It seems that prog rock is alive and well in Europe again, which is a fantastic thing. And two of the countries that were most feverish about the original bands in the ’70s here prove their worth with these two releases from Galileo Records.
Zenit (from Switzerland) begin their album with with “Awaken” – not a cover of the Yes song, but an opus of their own. Acoustic guitars and gentle vocals open, before organ and drums hit in and the song take flight. Some wonderful Moog playing takes us through to a quiet piano section. The is very reminiscent of early Marillion at times; at other points, as in the lead guitar section, it feels sometimes we are knocking on the door of Rush. This hints more in the direction of the ’80s prog revival acts such as IQ. “Cub Lady” is a bittersweet acoustic interlude with a majestic bass line. Next up is “PiGreco,” a jaunty 9/8 style drum patterns scattered around underneath jazz piano chords. When the staccato chorus comes in I am reminded of early Magma. Some quite moving lead guitar feels out its more reflective middle section. The track ends with some epic Moog and guitar and an almost Steve Howe flourish.
“Matrimandir” has tribal drums and a sparkling Rick Wakeman-like lead keyboard line for its intro. From here on in we venture in to Yes eastern tonal territory, like a stripped back Topographic Oceans. Chanting vocals also help this analogy, and the vocals at time do sound like Mike Heron from the Incredible String Band. A lovely jazz workout middle section takes the track elsewhere with some guitar licks sounding like the late Peter Banks. When it moves into its acoustic section you can breathe in the influence of Trick of the Tail-era Genesis.

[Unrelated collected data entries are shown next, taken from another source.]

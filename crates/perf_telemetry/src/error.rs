//! Error types for the performance telemetry engine.
//!
//! The measurement lifecycle surface itself never fails for misuse (an
//! unmatched end degrades, an unknown callback ID returns `false`); these
//! errors cover the serialization helpers.

use thiserror::Error;

/// Errors that can occur in the performance telemetry engine.
#[derive(Debug, Error)]
pub enum PerfError {
    /// Failed to serialize a performance event
    #[error("Serialization error: {0}")]
    Serialization(#[from] serde_json::Error),

    /// Invalid event data
    #[error("Invalid event: {0}")]
    InvalidEvent(String),
}

/// Result type for performance telemetry operations.
pub type PerfResult<T> = Result<T, PerfError>;
#[cfg(test)]
mod tests {
    use super::*;
    use std::cell::RefCell;
    use std::rc::Rc;
    use std::thread::sleep;
    use std::time::Duration;

    const OP: PerformanceEvents = PerformanceEvents::AcquireTokenSilent;

    fn make_client() -> PerfClient {
        PerfClient::new(
            PerfConfig::new("client-abc")
                .with_authority("https://login.example.com/common")
                .with_library("auth-sdk", "1.0.0"),
        )
    }

    struct FixedVisibility(&'static str);

    impl VisibilitySource for FixedVisibility {
        fn visibility(&self) -> Option<String> {
            Some(self.0.to_string())
        }
    }

    #[test]
    fn test_config_default() {
        let config = PerfConfig::default();
        assert!(config.client_id.is_empty());
        assert!(config.authority.is_empty());
        assert_eq!(config.library_version, "0.0.0");
    }

    #[test]
    fn test_config_builder() {
        let config = PerfConfig::new("client-abc")
            .with_authority("https://login.example.com/common")
            .with_library("auth-sdk", "2.1.0");

        assert_eq!(config.client_id, "client-abc");
        assert_eq!(config.authority, "https://login.example.com/common");
        assert_eq!(config.library_name, "auth-sdk");
        assert_eq!(config.library_version, "2.1.0");
    }

    #[test]
    fn test_start_generates_correlation_id_when_omitted() {
        let mut client = make_client();
        let handle1 = client.start_measurement(OP, None);
        let handle2 = client.start_measurement(OP, None);

        assert!(!handle1.correlation_id.is_empty());
        assert_ne!(handle1.correlation_id, handle2.correlation_id);
        assert_eq!(client.pending_count(), 2);
    }

    #[test]
    fn test_start_end_fills_context_from_config() {
        let mut client = make_client();
        let handle = client.start_measurement(OP, Some("corr-1"));
        let event = client.end_measurement(&handle, EventDelta::new().with_success(true));

        assert_eq!(event.name, OP);
        assert_eq!(event.correlation_id.as_deref(), Some("corr-1"));
        assert_eq!(event.client_id, "client-abc");
        assert_eq!(event.authority, "https://login.example.com/common");
        assert_eq!(event.library_name, "auth-sdk");
        assert_eq!(event.library_version, "1.0.0");
        assert_eq!(event.success, Some(true));
        assert_eq!(client.pending_count(), 0);
    }

    #[test]
    fn test_end_measures_elapsed_time() {
        let mut client = make_client();
        let handle = client.start_measurement(OP, Some("corr-1"));

        sleep(Duration::from_millis(20));
        let event = client.end_measurement(&handle, EventDelta::default());

        assert!(event.duration_ms >= 20);
        assert!(event.duration_ms < 2000);
        assert_eq!(event.start_time_ms, handle.start_time_ms);
    }

    #[test]
    fn test_double_end_returns_degraded_event() {
        let mut client = make_client();
        let handle = client.start_measurement(OP, Some("corr-1"));

        sleep(Duration::from_millis(5));
        let first = client.end_measurement(&handle, EventDelta::new().with_success(true));
        let second = client.end_measurement(&handle, EventDelta::default());

        assert!(first.duration_ms >= 5);
        assert_eq!(second.duration_ms, 0);
        assert_eq!(second.success, None);
        assert_eq!(second.correlation_id.as_deref(), Some("corr-1"));
    }

    #[test]
    fn test_additional_data_wins_over_partial() {
        let mut client = make_client();
        let handle = client.start_measurement(OP, Some("corr-1"));

        client.add_measurement_data(
            &handle,
            &EventDelta::new().with_success(false).with_from_cache(true),
        );
        let event = client.end_measurement(&handle, EventDelta::new().with_success(true));

        assert_eq!(event.success, Some(true));
        assert_eq!(event.from_cache, Some(true));
    }

    #[test]
    fn test_handle_is_bound_to_one_measurement() {
        let mut client = make_client();
        let silent = client.start_measurement(OP, Some("corr-1"));
        let cache = client.start_measurement(
            PerformanceEvents::SilentCacheClientAcquireToken,
            Some("corr-1"),
        );

        let event = client.end_measurement(&cache, EventDelta::default());

        assert_eq!(event.name, PerformanceEvents::SilentCacheClientAcquireToken);
        assert_eq!(client.pending_count(), 1);

        let event = client.end_measurement(&silent, EventDelta::default());
        assert_eq!(event.name, OP);
        assert_eq!(client.pending_count(), 0);
    }

    #[test]
    fn test_flush_emits_with_unknown_outcome() {
        let mut client = make_client();
        let seen = Rc::new(RefCell::new(Vec::new()));
        let sink = Rc::clone(&seen);
        client.add_performance_callback(move |events| {
            sink.borrow_mut().extend(events.iter().cloned());
        });

        let handle = client.start_measurement(OP, Some("corr-1"));
        client.add_measurement_data(&handle, &EventDelta::new().with_success(true));
        client.start_measurement(
            PerformanceEvents::StandardInteractionClientGetDiscoveredAuthority,
            Some("corr-1"),
        );

        sleep(Duration::from_millis(5));
        client.flush_measurements(OP, "corr-1");

        let events = seen.borrow();
        assert_eq!(events.len(), 2);
        // Outcome forced unknown even where partial data claimed success
        assert!(events.iter().all(|e| e.success.is_none()));
        assert!(events.iter().all(|e| e.duration_ms >= 5));
        assert_eq!(client.pending_count(), 0);
    }

    #[test]
    fn test_flush_is_noop_when_nothing_pending() {
        let mut client = make_client();
        let calls = Rc::new(RefCell::new(0));
        let sink = Rc::clone(&calls);
        client.add_performance_callback(move |_| *sink.borrow_mut() += 1);

        client.flush_measurements(OP, "corr-1");
        assert_eq!(*calls.borrow(), 0);
    }

    #[test]
    fn test_discard_produces_no_events() {
        let mut client = make_client();
        let calls = Rc::new(RefCell::new(0));
        let sink = Rc::clone(&calls);
        client.add_performance_callback(move |_| *sink.borrow_mut() += 1);

        client.start_measurement(OP, Some("corr-1"));
        client.start_measurement(PerformanceEvents::SsoSilent, Some("corr-1"));
        client.start_measurement(OP, Some("corr-2"));

        client.discard_measurements(OP, "corr-1");

        assert_eq!(*calls.borrow(), 0);
        assert_eq!(client.pending_count(), 1);
    }

    #[test]
    fn test_remove_callback() {
        let mut client = make_client();
        let id = client.add_performance_callback(|_| {});

        assert!(!client.remove_performance_callback("unknown-id"));
        assert!(client.remove_performance_callback(&id));
        assert!(!client.remove_performance_callback(&id));
        assert_eq!(client.callback_count(), 0);
    }

    #[test]
    fn test_emit_events_reaches_all_callbacks() {
        let mut client = make_client();
        let counts = Rc::new(RefCell::new((0, 0)));

        let sink = Rc::clone(&counts);
        client.add_performance_callback(move |events| sink.borrow_mut().0 += events.len());
        let sink = Rc::clone(&counts);
        client.add_performance_callback(move |events| sink.borrow_mut().1 += events.len());

        let handle = client.start_measurement(OP, Some("corr-1"));
        let event = client.end_measurement(&handle, EventDelta::default());
        client.emit_events(&[event], Some("corr-1"));

        assert_eq!(*counts.borrow(), (1, 1));
    }

    #[test]
    fn test_end_does_not_emit() {
        let mut client = make_client();
        let calls = Rc::new(RefCell::new(0));
        let sink = Rc::clone(&calls);
        client.add_performance_callback(move |_| *sink.borrow_mut() += 1);

        let handle = client.start_measurement(OP, Some("corr-1"));
        client.end_measurement(&handle, EventDelta::default());

        assert_eq!(*calls.borrow(), 0);
    }

    #[test]
    fn test_visibility_snapshots() {
        let mut client = make_client().with_visibility_source(Box::new(FixedVisibility("visible")));

        let handle = client.start_measurement(OP, Some("corr-1"));
        let event = client.end_measurement(&handle, EventDelta::default());

        assert_eq!(event.start_page_visibility.as_deref(), Some("visible"));
        assert_eq!(event.end_page_visibility.as_deref(), Some("visible"));
    }

    #[test]
    fn test_visibility_absent_without_source() {
        let mut client = make_client();
        let handle = client.start_measurement(OP, Some("corr-1"));
        let event = client.end_measurement(&handle, EventDelta::default());

        assert!(event.start_page_visibility.is_none());
        assert!(event.end_page_visibility.is_none());
    }

    #[test]
    fn test_export_events() {
        let mut client = make_client();
        let handle = client.start_measurement(OP, Some("corr-1"));
        let event = client.end_measurement(&handle, EventDelta::new().with_from_cache(true));

        let json = client.export_events(&[event]).unwrap();
        assert!(json.starts_with('['));
        assert!(json.contains("\"fromCache\":true"));
        assert!(json.contains("\"correlationId\":\"corr-1\""));
    }

    #[test]
    fn test_generate_correlation_id_unique() {
        let client = make_client();
        assert_ne!(
            client.generate_correlation_id(),
            client.generate_correlation_id()
        );
    }
}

Over its 17 minutes, the track takes you through various different landscapes but works best when it gets pastoral. “Pulsar” starts with a skiffle type shuffle that blends in with Howe-style atonlisms on guitar and some steady piano work. When the rhythm breaks through we are taken on a Asia style ride of how to play prog.The last track on the album is “The Daydream Suite,” the bands 24 minute magnum opus. It opens with some rather pretty Tony Banks-style piano playing before we move into the song proper. With some rather uplifting singing and chords we move back into Marillion territory by way of Pink Floyd. The sections build into an apotheosis of light with touches of shade and it’s great to hear some proper Vocoder vocals as well. The album as whole is wonderfully well played with a lot thought going in to the arrangements especially on ‘Daydream…’ This is proper Prog from its lilting quieter moments to the bombast of its louder sections.
Italian composer Cristiano Roversi’s album almost seems like a concept record. The opening track “Morning in AntiQua” is quite beautiful, all shimmering Anthony Phillips pastoral acoustic guitars and subtle piano. When the rhythm comes in the electric guitars take us skyward and its here that I hear the influence of Steve Hackett. “Tales from Solitude Suite” plays out like a marvellous atmospheric score for a Lord of the Rings-style movie, as uplifting chords move into a shadow aspect of darkness while the vocals spin their tragic tale. Here we touch upon early Genesis, especially with the acoustic guitars and Mellotron mixture. “L’amore” is a more straightforward love song similar in feel to Rush’s “Closer to the Heart,” with its lovely acoustic guitar and organ combination. “Nessie Revealed” piles on the atmosphere with Oberheim-sounding synths that create lush landscapes of other worlds.“Falling” has some female vocals singing over crystalline synths, and she sings of butterflies and spacecraft that gives the sound of LSD-induced dreams that meet Frank Frazetta-style fantasy. The acoustic and flute part conjures up images of Trespass-era Genesis. “Dimlit Tavern” carries on the album’s fantasy theme as the music guides us into a Tolkien-style Middle Earth and the melody conjures up the images of dwarves and Hobbits drinking in a secluded ale house. A drum machine heralds in “Nirayed’s Secret Diary” and the track builds with its lush melancholic strings. Here again we are verging more into soundtrack territory as some of these pieces could fit exceedingly well within a fantasy film. “AntiQua” is an elegant instrumental lead by strings and oboe and touched upon Anthony Phillips’ The Geese and the Ghost album at times. In fact I could almost imagine Phil Collins singing over this track, especially by the time the Tony Banks-sounding lead keyboard comes in. “AntiQua Evening” is a beautiful piano coda to end the album and bring the entire record to a full circle, satisfying climax. Again the album is beautifully played and especially some of the more subtle numbers work very well. If you like Peter Gabriel-era Genesis this one is definitely for you.
These are two fine prog releases from Galileo, with fantastic artwork adorning both albums and a lot of care taken over both titles. If you are a prog fan check them out.